Une famille colombienne dénonce un an d’exploitation sans cadre légal au service du couple.
L’enfer domestique révélé
Le 14 janvier 2026, une famille de cinq Colombiens – un couple et leurs trois enfants – porte plainte au parquet de Versailles, qui ouvre une enquête confiée à la brigade de Saint-Germain-en-Laye. Recrutés dès septembre 2024 après une rencontre en Colombie, ils assurent ménage, cuisine, garde d’enfants, sécurité et gardiennage pour 70-80 heures hebdomadaires, sans congés ni fiches de paie, payés en espèces autour de 2 000 euros mensuels. Arrivés en situation irrégulière avec promesses de régularisation, ils évoquent une vulnérabilité exploitée, qualifiée d' »esclavage moderne » par leur avocate Lola Dubois ; des contrats n’auraient été signés qu’un an plus tard, pour masquer l’irrégularité.
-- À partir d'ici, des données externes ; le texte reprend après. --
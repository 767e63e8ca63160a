//! Property-based tests using `proptest` for quote validation.
//!
//! 1. **Invariant monotonicity**: growing either balance never shrinks `D`.
//! 2. **Solver inverse**: `compute_y` recovers a balance from its own `D`.
//! 3. **Round-trip**: burning the LP of a deposit returns at most the deposit.
//! 4. **Fee monotonicity**: a higher fee strictly lowers the swap output.
//! 5. **Zap composition**: replaying a zap's swap leg then its deposit leg
//!    reproduces the zap.
//!
//! Engine properties run over every pool family, moving-ratio pools at a
//! random target ratio. Apart from dust rejections every quote must succeed.

use proptest::prelude::*;
use proptest::test_runner::TestCaseError;

use super::QuoteEngine;
use crate::config::{PoolConfig, PoolIdentity};
use crate::domain::{Amount, AssetId, BasisPoints, PoolId, PoolType, Quote, QuoteKind, Timestamp};
use crate::error::AmmError;
use crate::math::{compute_d, compute_y};
use crate::pool::{AmplificationSchedule, PoolState, TargetRatioSchedule, RATIO_SCALE};
use crate::traits::FromConfig;

// ---------------------------------------------------------------------------
// Shared helpers
// ---------------------------------------------------------------------------

const A1: AssetId = AssetId::new(1);
const A2: AssetId = AssetId::new(2);

/// The only rejections a well-funded pool may return for these inputs.
const DUST_DEPOSIT: AmmError = AmmError::DomainViolation("deposit too small to mint LP tokens");
const DUST_ZAP: AmmError = AmmError::DomainViolation("zap remainder too small to deposit");

fn identity() -> PoolIdentity {
    PoolIdentity::new(PoolId::new(1), A1, A2, AssetId::new(3))
}

fn make_pool(
    (pool_type, ratio): (PoolType, u128),
    b1: u128,
    b2: u128,
    lpc: u128,
    fee: u32,
    amp: u64,
) -> PoolState {
    let mut cfg = PoolConfig::new(identity(), pool_type)
        .with_fee(BasisPoints::new(fee))
        .with_balances(Amount::new(b1), Amount::new(b2), Amount::new(lpc));
    if pool_type.is_stable_swap() {
        cfg = cfg.with_amplification(AmplificationSchedule::fixed(amp));
    }
    if pool_type.has_target_ratio() {
        cfg = cfg.with_target_ratio(TargetRatioSchedule::fixed(ratio));
    }
    let Ok(pool) = PoolState::from_config(&cfg) else {
        panic!("valid pool");
    };
    pool
}

fn as_of() -> Timestamp {
    Timestamp::from_secs(1_700_000_000)
}

// ---------------------------------------------------------------------------
// Custom strategies
// ---------------------------------------------------------------------------

/// Balances in [10_000, 10_000_000] to avoid dust pools.
fn reserve_strategy() -> impl Strategy<Value = u128> {
    10_000u128..=10_000_000u128
}

/// Amplification coefficients in [1, 2_000].
fn amplification_strategy() -> impl Strategy<Value = u64> {
    1u64..=2_000u64
}

/// Every pool family, paired with the target ratio it runs at.
fn pool_type_strategy() -> impl Strategy<Value = (PoolType, u128)> {
    prop_oneof![
        Just((PoolType::ConstantProductLowFee, RATIO_SCALE)),
        Just((PoolType::ConstantProductHighFee, RATIO_SCALE)),
        Just((PoolType::StableSwap, RATIO_SCALE)),
        (RATIO_SCALE / 2..=2 * RATIO_SCALE)
            .prop_map(|ratio| (PoolType::StableSwapMovingRatio, ratio)),
    ]
}

// ---------------------------------------------------------------------------
// Invariant solver
// ---------------------------------------------------------------------------

proptest! {
    #![proptest_config(ProptestConfig::with_cases(64))]

    #[test]
    fn prop_d_non_decreasing_in_each_balance(
        x0 in reserve_strategy(),
        x1 in reserve_strategy(),
        bump in 0u128..=1_000_000u128,
        amp in amplification_strategy(),
    ) {
        let Ok(base) = compute_d(&[x0, x1], amp) else {
            panic!("D converges");
        };
        let Ok(grown0) = compute_d(&[x0 + bump, x1], amp) else {
            panic!("D converges");
        };
        let Ok(grown1) = compute_d(&[x0, x1 + bump], amp) else {
            panic!("D converges");
        };
        prop_assert!(grown0.value() >= base.value());
        prop_assert!(grown1.value() >= base.value());
    }

    #[test]
    fn prop_y_recovers_balance(
        x0 in reserve_strategy(),
        x1 in reserve_strategy(),
        amp in amplification_strategy(),
    ) {
        let balances = [x0, x1];
        let Ok(d) = compute_d(&balances, amp) else {
            panic!("D converges");
        };
        let Ok(y) = compute_y(1, 0, x1, &balances, d.value(), amp) else {
            panic!("y converges");
        };
        prop_assert!(
            y.value().abs_diff(x0) <= 2,
            "recovered {} for balance {}", y.value(), x0
        );
    }
}

// ---------------------------------------------------------------------------
// Quote engine
// ---------------------------------------------------------------------------

proptest! {
    #![proptest_config(ProptestConfig::with_cases(64))]

    #[test]
    fn prop_burn_of_deposit_never_exceeds_deposit(
        pool_type in pool_type_strategy(),
        b1 in reserve_strategy(),
        b2 in reserve_strategy(),
        amp in amplification_strategy(),
        share in 1u128..=100u128,
    ) {
        let pool = make_pool(pool_type, b1, b2, b1.min(b2), 30, amp);
        let engine = QuoteEngine::new(&pool, as_of());
        let deposit_amount = Amount::new((b1 * share / 1_000).max(1));
        let deposit = match engine.pool_quote(A1, deposit_amount) {
            Ok(q) => q,
            Err(e) => {
                prop_assume!(e != DUST_DEPOSIT);
                return Err(TestCaseError::fail(format!("deposit rejected: {e}")));
            }
        };
        let Ok(after) = pool.apply(&deposit) else {
            panic!("deposit applies");
        };
        let lp = Amount::new(deposit.lp_delta().unsigned_abs());
        let Ok(burn) = engine.rebind(&after).burn_quote(lp) else {
            panic!("burn of freshly minted LP succeeds");
        };
        prop_assert!(burn.asset1_delta() <= -deposit.asset1_delta());
        prop_assert!(burn.asset2_delta() <= -deposit.asset2_delta());
    }

    #[test]
    fn prop_higher_fee_pays_strictly_less(
        pool_type in pool_type_strategy(),
        b1 in reserve_strategy(),
        skew in 50u128..=200u128,
        amp in amplification_strategy(),
        fee in 0u32..=100u32,
    ) {
        let b2 = b1 * skew / 100;
        let input = Amount::new(b1 / 20);
        let cheap = make_pool(pool_type, b1, b2, b1, fee, amp);
        let dear = make_pool(pool_type, b1, b2, b1, fee + 100, amp);
        let low = QuoteEngine::new(&cheap, as_of())
            .swap_exact_for_quote(A1, input)
            .map_err(|e| TestCaseError::fail(format!("swap at {fee}bp rejected: {e}")))?;
        let high = QuoteEngine::new(&dear, as_of())
            .swap_exact_for_quote(A1, input)
            .map_err(|e| TestCaseError::fail(format!("swap at {}bp rejected: {e}", fee + 100)))?;
        prop_assert!(
            high.asset2_delta() < low.asset2_delta(),
            "fee {}bp paid {}, fee {}bp paid {}",
            fee + 100, high.asset2_delta(), fee, low.asset2_delta()
        );
    }
}

// ---------------------------------------------------------------------------
// Zap composition
// ---------------------------------------------------------------------------

proptest! {
    #![proptest_config(ProptestConfig::with_cases(32))]

    #[test]
    fn prop_zap_legs_replay_to_same_quote(
        pool_type in pool_type_strategy(),
        b1 in reserve_strategy(),
        b2 in reserve_strategy(),
        amp in amplification_strategy(),
        a1 in 0u128..=100_000u128,
        a2 in 0u128..=100_000u128,
    ) {
        let pool = make_pool(pool_type, b1, b2, b1, 30, amp);
        let engine = QuoteEngine::new(&pool, as_of());
        let zap = match engine.zap_quote(Amount::new(a1), Amount::new(a2)) {
            Ok(q) => q,
            Err(e) => {
                prop_assume!(e != DUST_DEPOSIT && e != DUST_ZAP);
                return Err(TestCaseError::fail(format!("zap rejected: {e}")));
            }
        };
        prop_assert_eq!(zap.kind(), QuoteKind::Zap);
        if zap.is_zero() {
            prop_assert!(a1 == 0 && a2 == 0);
            return Ok(());
        }

        // the deposit never takes more than was offered
        let used1 = zap.asset1_delta() + zap.zap_asset1_swap_delta();
        let used2 = zap.asset2_delta() + zap.zap_asset2_swap_delta();
        prop_assert!(used1.unsigned_abs() <= a1 || used1 >= 0);
        prop_assert!(used2.unsigned_abs() <= a2 || used2 >= 0);

        let swap_leg = Quote::new(
            QuoteKind::SwapExactFor,
            zap.zap_asset1_swap_delta(),
            zap.zap_asset2_swap_delta(),
            0,
            0,
        );
        let Ok(post) = pool.apply(&swap_leg) else {
            panic!("swap leg applies");
        };
        let replay = engine.rebind(&post);
        let by_first = replay.pool_quote(A1, Amount::new(zap.asset1_delta().unsigned_abs()));
        let by_second = replay.pool_quote(A2, Amount::new(zap.asset2_delta().unsigned_abs()));
        let matches = |q: &Quote| {
            q.asset1_delta() == zap.asset1_delta()
                && q.asset2_delta() == zap.asset2_delta()
                && q.lp_delta() == zap.lp_delta()
        };
        prop_assert!(
            by_first.as_ref().is_ok_and(matches) || by_second.as_ref().is_ok_and(matches),
            "zap {} not reproduced by its legs", zap
        );

        let Ok(direct) = pool.apply(&zap) else {
            panic!("zap applies");
        };
        prop_assert_eq!(direct.lp_circulation().get(), b1 + zap.lp_delta().unsigned_abs());
    }
}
Le camp Hernandez contre-attaque
Le couple rejette en bloc les accusations dans un communiqué sur X, clamant avoir été « manipulés » par une « confiance trahie » et insisté sur leur aide humanitaire envers la famille. « Nous n’avons jamais agi avec malveillance ni mépris de la loi », affirment-ils, appelant à la retenue face aux spéculations médiatiques. Parallèlement, Hernandez prépare une plainte pour diffamation, signe que la bataille judiciaire s’annonce rude et prolongée.
Impact sur le vestiaire et au-delà
Au PSG, cette affaire people éclipse les terrains alors que Hernandez reste un cadre défensif ; le club observe en silence tandis que l’enquête avance. Symbole des dérives potentielles du train de vie des stars, ce scandale relance le débat sur l’exploitation domestique chez les footballeurs, avec Paris Match en tête des révélations. La justice aura le dernier mot, mais la réputation du joueur en prend un coup durable.